Stored data entries:
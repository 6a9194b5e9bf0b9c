// Copyright (c) 2025 Graphcore Ltd. All rights reserved.

use std::collections::HashMap;

use parking_lot::Mutex;

use crate::Id;
use crate::tracker::{EntityManager, Track};

/// A tracker that forwards _log_ events to the [log](https://docs.rs/log)
/// facade.
///
/// The full entity name is used as the log target so that the installed
/// logger can apply its own filtering on top of the [`EntityManager`].
pub struct LogTracker {
    entity_manager: EntityManager,

    /// Full names of the entities seen so far.
    names: Mutex<HashMap<Id, String>>,
}

impl LogTracker {
    /// Create a new [`LogTracker`] with an [`EntityManager`].
    #[must_use]
    pub fn new(entity_manager: EntityManager) -> Self {
        Self {
            entity_manager,
            names: Mutex::new(HashMap::new()),
        }
    }
}

impl Track for LogTracker {
    fn unique_id(&self) -> Id {
        self.entity_manager.unique_id()
    }

    fn is_entity_enabled(&self, id: Id, level: log::Level) -> bool {
        self.entity_manager.is_log_enabled_at_level(id, level) && level <= log::max_level()
    }

    fn add_entity(&self, id: Id, entity_name: &str) {
        self.entity_manager.add_entity(id, entity_name);
        self.names.lock().insert(id, entity_name.to_string());
    }

    fn create(&self, created_by: Id, id: Id, name: &str) {
        log::trace!(target: name, "{created_by}: created {id}");
    }

    fn destroy(&self, destroyed_by: Id, id: Id) {
        if let Some(name) = self.names.lock().remove(&id) {
            log::trace!(target: name.as_str(), "{destroyed_by}: destroyed {id}");
        }
    }

    fn log(&self, id: Id, level: log::Level, msg: std::fmt::Arguments) {
        match self.names.lock().get(&id) {
            Some(name) => log::log!(target: name.as_str(), level, "{msg}"),
            None => log::log!(level, "{id}: {msg}"),
        }
    }

    fn shutdown(&self) {
        log::logger().flush();
    }
}
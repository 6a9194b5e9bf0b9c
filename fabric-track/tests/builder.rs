// Copyright (c) 2025 Graphcore Ltd. All rights reserved.

use std::fs;

use fabric_track::builder::{TrackerConfig, TrackersConfig, setup_trackers};
use fabric_track::entity::{Entity, toplevel};
use fabric_track::{debug, info, str_to_level};

#[test]
fn text_tracker_to_file() {
    let dir = tempfile::tempdir().unwrap();
    let path = dir.path().join("fabric.log");
    let path_str = path.to_str().unwrap();

    let config = TrackersConfig {
        text: TrackerConfig {
            enable: true,
            level: log::Level::Debug,
            filter_regex: ".*sd1",
            file: Some(path_str),
        },
        facade: TrackerConfig {
            enable: false,
            ..Default::default()
        },
    };
    let tracker = setup_trackers(&config).unwrap();

    let top = toplevel(&tracker, "fabric");
    let sd0 = Entity::new(&top, "dev0_sd0");
    let sd1 = Entity::new(&top, "dev0_sd1");
    debug!(sd0 ; "filtered");
    debug!(sd1 ; "kept {}", 1);
    info!(top ; "filtered");
    tracker.shutdown();

    let contents = fs::read_to_string(&path).unwrap();
    assert_eq!(contents, format!("{}:DEBUG: kept 1\n", sd1.id));
}

#[test]
fn bad_filter_is_an_error() {
    let config = TrackersConfig {
        text: TrackerConfig {
            filter_regex: "[",
            ..Default::default()
        },
        facade: TrackerConfig {
            enable: false,
            ..Default::default()
        },
    };
    assert!(setup_trackers(&config).is_err());
}

#[test]
fn unwritable_file_is_an_error() {
    let dir = tempfile::tempdir().unwrap();
    let path = dir.path().join("missing").join("fabric.log");
    let config = TrackersConfig {
        text: TrackerConfig {
            file: path.to_str(),
            ..Default::default()
        },
        facade: TrackerConfig {
            enable: false,
            ..Default::default()
        },
    };
    assert!(setup_trackers(&config).is_err());
}

#[test]
fn levels_from_strings() {
    assert_eq!(str_to_level("info").unwrap(), log::Level::Info);
    assert_eq!(str_to_level("TRACE").unwrap(), log::Level::Trace);
    assert!(str_to_level("loud").is_err());
}
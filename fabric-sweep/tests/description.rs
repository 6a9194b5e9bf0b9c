// Copyright (c) 2024 Graphcore Ltd. All rights reserved.

use std::sync::Arc;

use fabric_routing::engine::RoutingEngine;
use fabric_routing::fid;
use fabric_routing::types::SubdeviceId;
use fabric_sweep::description::FabricDescription;
use fabric_sweep::sim_transport::SimTransport;
use fabric_track::entity::toplevel;
use fabric_track::tracker::dev_null_tracker;

const TRIANGLE: &str = r#"
[[devices]]
index = 0
subdevices = 1
pkg_offset = 0
pkg_size = 120

[[devices]]
index = 1
subdevices = 1
pkg_offset = 128
pkg_size = 120

[[devices]]
index = 2
subdevices = 1
pkg_offset = 256
pkg_size = 120
fabric_id = 77

[[links]]
a = [0, 0, 1]
b = [1, 0, 2]

[[links]]
a = [1, 0, 1]
b = [2, 0, 2]

[[links]]
a = [2, 0, 1]
b = [0, 0, 2]
"#;

fn engine() -> (RoutingEngine, Arc<SimTransport>) {
    let top = toplevel(&dev_null_tracker(), "fabric");
    let transport = Arc::new(SimTransport::new(&top));
    (RoutingEngine::new(&top, transport.clone()), transport)
}

#[test]
fn triangle_is_routed() {
    let description = FabricDescription::parse(TRIANGLE).unwrap();
    assert_eq!(description.devices.len(), 3);
    assert_eq!(description.links.len(), 3);

    let (engine, transport) = engine();
    description.apply(&engine).unwrap();
    assert!(engine.fabric().device_by_fabric_id(77).is_some());

    let status = engine.sweep().unwrap();
    assert!(status.committed);
    assert_eq!(status.planes, 1);
    assert_eq!(status.ports_used, 6);

    let dev0 = SubdeviceId::new(0, 0);
    let to_dev1 = fid::assign(SubdeviceId::new(1, 0));
    let to_dev2 = fid::assign(SubdeviceId::new(2, 0));
    assert_eq!(transport.lookup(dev0, to_dev1.fid_mgmt), Some(1));
    assert_eq!(transport.lookup(dev0, to_dev2.fid_mgmt), Some(2));

    let switch = transport.switch(dev0).unwrap();
    assert_eq!(switch.generators.len(), 4);
    assert_eq!(switch.maps[&9].len(), 47);
}

#[test]
fn missing_sections_are_empty() {
    let description = FabricDescription::parse("").unwrap();
    assert!(description.devices.is_empty());
    assert!(description.links.is_empty());
}

#[test]
fn links_must_join_known_subdevices() {
    let toml = r#"
[[devices]]
index = 0
subdevices = 1
pkg_offset = 0
pkg_size = 120

[[links]]
a = [0, 0, 1]
b = [0, 1, 1]
"#;
    let description = FabricDescription::parse(toml).unwrap();
    let (engine, _transport) = engine();
    let err = description.apply(&engine).unwrap_err();
    assert!(err.to_string().contains("unknown subdevice dev0_sd1"));
    assert_eq!(engine.fabric().devices().count(), 0);
}

#[test]
fn duplicate_devices_are_rejected() {
    let toml = r#"
[[devices]]
index = 0
subdevices = 1
pkg_offset = 0
pkg_size = 120

[[devices]]
index = 0
subdevices = 2
pkg_offset = 128
pkg_size = 112
"#;
    let description = FabricDescription::parse(toml).unwrap();
    let (engine, _transport) = engine();
    assert!(description.apply(&engine).is_err());
}

#[test]
fn malformed_descriptions_are_reported() {
    assert!(FabricDescription::parse("[[devices]]\nindex = 0\n").is_err());
    assert!(FabricDescription::load(std::path::Path::new("no/such/fabric.toml")).is_err());
}

#[test]
fn bundled_fabrics_load() {
    let path = std::path::Path::new(env!("CARGO_MANIFEST_DIR")).join("fabrics/triangle.toml");
    let description = FabricDescription::load(&path).unwrap();
    assert_eq!(description.devices.len(), 3);

    let (engine, _transport) = engine();
    description.apply(&engine).unwrap();
    assert!(engine.sweep().unwrap().committed);
}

YOUR ASSIGNMENT: Wherever the word "parse" appears in the data, return the whole line.

ANSWER BOX:
    let description = FabricDescription::parse(TRIANGLE).unwrap();
    let description = FabricDescription::parse("").unwrap();
    let description = FabricDescription::parse(toml).unwrap();
    let description = FabricDescription::parse(toml).unwrap();
    assert!(FabricDescription::parse("[[devices]]\nindex = 0\n").is_err());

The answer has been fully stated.